辞正站于窗前,望着窗外发呆。
月光照在他身上,那种即将失去的感觉再次弥漫,让墨衍不禁加快了脚步。
“阿辞。”
他攥上他的胳膊,将人拉到自己面前,二人对视着,谁也没有开口。
良久,墨衍启唇:“阿辞,还在不高兴吗?”
“没有。”
楚君辞恢复了往常模样,抬手拂去墨衍肩上的花瓣:“外面冷吗?”
“不冷。”
墨衍松出口气,握着楚君辞的手亲了亲:“我还以为你生我的气了。”
墨衍一下午都在回想,思考自己哪里惹了阿辞不快。
可明明在马车上时,阿辞对他还不是这副模样,虽有嗔怒,但并非真的生气。
“阿辞,若是我哪里惹了你不快,你告诉我好不好?”
“我一定改,你不要不理我。”
墨衍受不了阿辞不理他,一如受不了阿辞离开他。
高高在上的帝王第一次如此卑微,他蹭了蹭楚君辞的掌心:“阿辞可以打我、骂我,就是不要不理我。”
“好吗?”
阿辞的冷漠会让他感觉自己被抛弃了,无论做出什么,都无法再挽回他的爱人。
“…好。”
在他对面,楚君辞蜷了蜷指尖。
“下午我做噩梦了,不是故意不理你。”
“真的吗?”
“嗯。”
“但阿辞总是做噩梦,回宫后我找个道士,问问什么情况。”
“……”
楚君辞默了一瞬,“不必。”
“可……”
“真的不用。”
“好吧。”
墨衍有些失落,再次牵起楚君辞的手,“阿辞,能和我说说做了什么噩梦吗?”
楚君辞睨他一眼:“我梦到……”
墨衍屏住呼吸,静静听着,而后便听他的阿辞说:“我梦到你娶了新皇后。

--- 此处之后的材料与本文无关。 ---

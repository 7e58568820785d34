use std::sync::Arc;

use axum::{
    Json, Router,
    extract::{
        Path, Query, State,
        rejection::{JsonRejection, QueryRejection},
    },
    http::StatusCode,
    routing::get,
};
use serde_json::Value;
use validator::Validate;

use crate::{
    shared::{
        domain::model::{
            enums::api_error::ApiError,
            value_objects::{page::Page, pagination_params::PaginationParams},
        },
        interfaces::rest::resources::api_response_resource::{ApiResponse, ProblemDetailResource},
    },
    users::{
        domain::{
            model::{
                commands::{
                    create_user_command::CreateUserCommand, delete_user_command::DeleteUserCommand,
                    update_user_command::UpdateUserCommand,
                },
                queries::{get_user_by_id_query::GetUserByIdQuery, list_users_query::ListUsersQuery},
                value_objects::user_id::UserId,
            },
            services::{
                user_command_service::UserCommandService, user_query_service::UserQueryService,
            },
        },
        interfaces::rest::resources::{
            create_user_request_resource::CreateUserRequestResource,
            list_users_query_resource::ListUsersQueryResource,
            update_user_request_resource::UpdateUserRequestResource,
            user_resource::{
                UserDeletedEnvelopeResource, UserEnvelopeResource, UserPageEnvelopeResource,
                UserResource,
            },
        },
    },
};

pub const USER_DELETED_MESSAGE: &str = "User deleted successfully";

#[derive(Clone)]
pub struct UsersRestControllerState {
    pub command_service: Arc<dyn UserCommandService>,
    pub query_service: Arc<dyn UserQueryService>,
}

pub fn router(state: UsersRestControllerState) -> Router {
    Router::new()
        .route("/users", get(list_users).post(create_user))
        .route(
            "/users/:id",
            get(get_user).put(update_user).delete(delete_user),
        )
        .with_state(state)
}

#[utoipa::path(
    post,
    path = "/users",
    tag = "users",
    request_body = CreateUserRequestResource,
    responses(
        (status = 201, description = "User created", body = UserEnvelopeResource),
        (status = 400, description = "Invalid request", body = ProblemDetailResource, content_type = "application/problem+json"),
        (status = 422, description = "Email already registered", body = ProblemDetailResource, content_type = "application/problem+json"),
        (status = 500, description = "Database failure", body = ProblemDetailResource, content_type = "application/problem+json")
    )
)]
pub async fn create_user(
    State(state): State<UsersRestControllerState>,
    payload: Result<Json<CreateUserRequestResource>, JsonRejection>,
) -> Result<(StatusCode, Json<UserResource>), ApiError> {
    let Json(request) = payload.map_err(map_json_rejection)?;
    request.validate()?;

    let command = CreateUserCommand::new(request.email, request.name)?;
    let user = state.command_service.handle_create(command).await?;

    Ok((StatusCode::CREATED, Json(UserResource::from(user))))
}

#[utoipa::path(
    get,
    path = "/users",
    tag = "users",
    params(ListUsersQueryResource),
    responses(
        (status = 200, description = "Page of users", body = UserPageEnvelopeResource),
        (status = 400, description = "Invalid query", body = ProblemDetailResource, content_type = "application/problem+json"),
        (status = 500, description = "Database failure", body = ProblemDetailResource, content_type = "application/problem+json")
    )
)]
pub async fn list_users(
    State(state): State<UsersRestControllerState>,
    params: Result<Query<ListUsersQueryResource>, QueryRejection>,
) -> Result<Json<Page<UserResource>>, ApiError> {
    let Query(params) =
        params.map_err(|rejection| ApiError::validation(rejection.body_text()))?;

    let pagination = PaginationParams::normalized(
        params.page,
        params.limit,
        params.sort_by,
        params.sort_order.as_deref(),
    );
    let query = ListUsersQuery::new(pagination)?;
    let page = state.query_service.handle_list(query).await?;

    Ok(Json(page.map(UserResource::from)))
}

#[utoipa::path(
    get,
    path = "/users/{id}",
    tag = "users",
    params(("id" = i32, Path, description = "User id")),
    responses(
        (status = 200, description = "User found", body = UserEnvelopeResource),
        (status = 400, description = "Invalid id", body = ProblemDetailResource, content_type = "application/problem+json"),
        (status = 404, description = "User not found", body = ProblemDetailResource, content_type = "application/problem+json")
    )
)]
pub async fn get_user(
    State(state): State<UsersRestControllerState>,
    Path(id): Path<String>,
) -> Result<Json<UserResource>, ApiError> {
    let query = GetUserByIdQuery::new(UserId::parse(&id)?);
    let user = state.query_service.handle_get(query).await?;

    Ok(Json(UserResource::from(user)))
}

#[utoipa::path(
    put,
    path = "/users/{id}",
    tag = "users",
    params(("id" = i32, Path, description = "User id")),
    request_body = UpdateUserRequestResource,
    responses(
        (status = 200, description = "User updated", body = UserEnvelopeResource),
        (status = 400, description = "Invalid request", body = ProblemDetailResource, content_type = "application/problem+json"),
        (status = 404, description = "User not found", body = ProblemDetailResource, content_type = "application/problem+json"),
        (status = 422, description = "Email already registered", body = ProblemDetailResource, content_type = "application/problem+json")
    )
)]
pub async fn update_user(
    State(state): State<UsersRestControllerState>,
    Path(id): Path<String>,
    payload: Result<Json<UpdateUserRequestResource>, JsonRejection>,
) -> Result<Json<UserResource>, ApiError> {
    let user_id = UserId::parse(&id)?;
    let Json(request) = payload.map_err(map_json_rejection)?;
    request.validate()?;

    let command = UpdateUserCommand::new(user_id, request.email, request.name)?;
    let user = state.command_service.handle_update(command).await?;

    Ok(Json(UserResource::from(user)))
}

#[utoipa::path(
    delete,
    path = "/users/{id}",
    tag = "users",
    params(("id" = i32, Path, description = "User id")),
    responses(
        (status = 200, description = "User deleted", body = UserDeletedEnvelopeResource),
        (status = 400, description = "Invalid id", body = ProblemDetailResource, content_type = "application/problem+json"),
        (status = 404, description = "User not found", body = ProblemDetailResource, content_type = "application/problem+json")
    )
)]
pub async fn delete_user(
    State(state): State<UsersRestControllerState>,
    Path(id): Path<String>,
) -> Result<Json<ApiResponse<Value>>, ApiError> {
    let command = DeleteUserCommand::new(UserId::parse(&id)?);
    state.command_service.handle_delete(command).await?;

    Ok(Json(ApiResponse::success_with_message(
        Value::Null,
        USER_DELETED_MESSAGE,
    )))
}

fn map_json_rejection(rejection: JsonRejection) -> ApiError {
    ApiError::validation(rejection.body_text())
}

”
“……”
墨衍一愣,连忙解释:“怎么会?”
“阿辞,你千万别信梦的内容,我怎会另娶皇后?”
“今生有你就够了,我只想伺候你一个人。”
楚君辞没说话,他继续解释,甚至发了毒誓:“我墨衍发誓,今生唯阿辞一人,若违此誓,便让我不得好死。”
“死于乱刀之下,无人收尸,死后下十八层……”
“好了。”
楚君辞打断他:“我信你。”
“真的?”
“嗯。”
“那就……”
话音一顿,墨衍想到了什么。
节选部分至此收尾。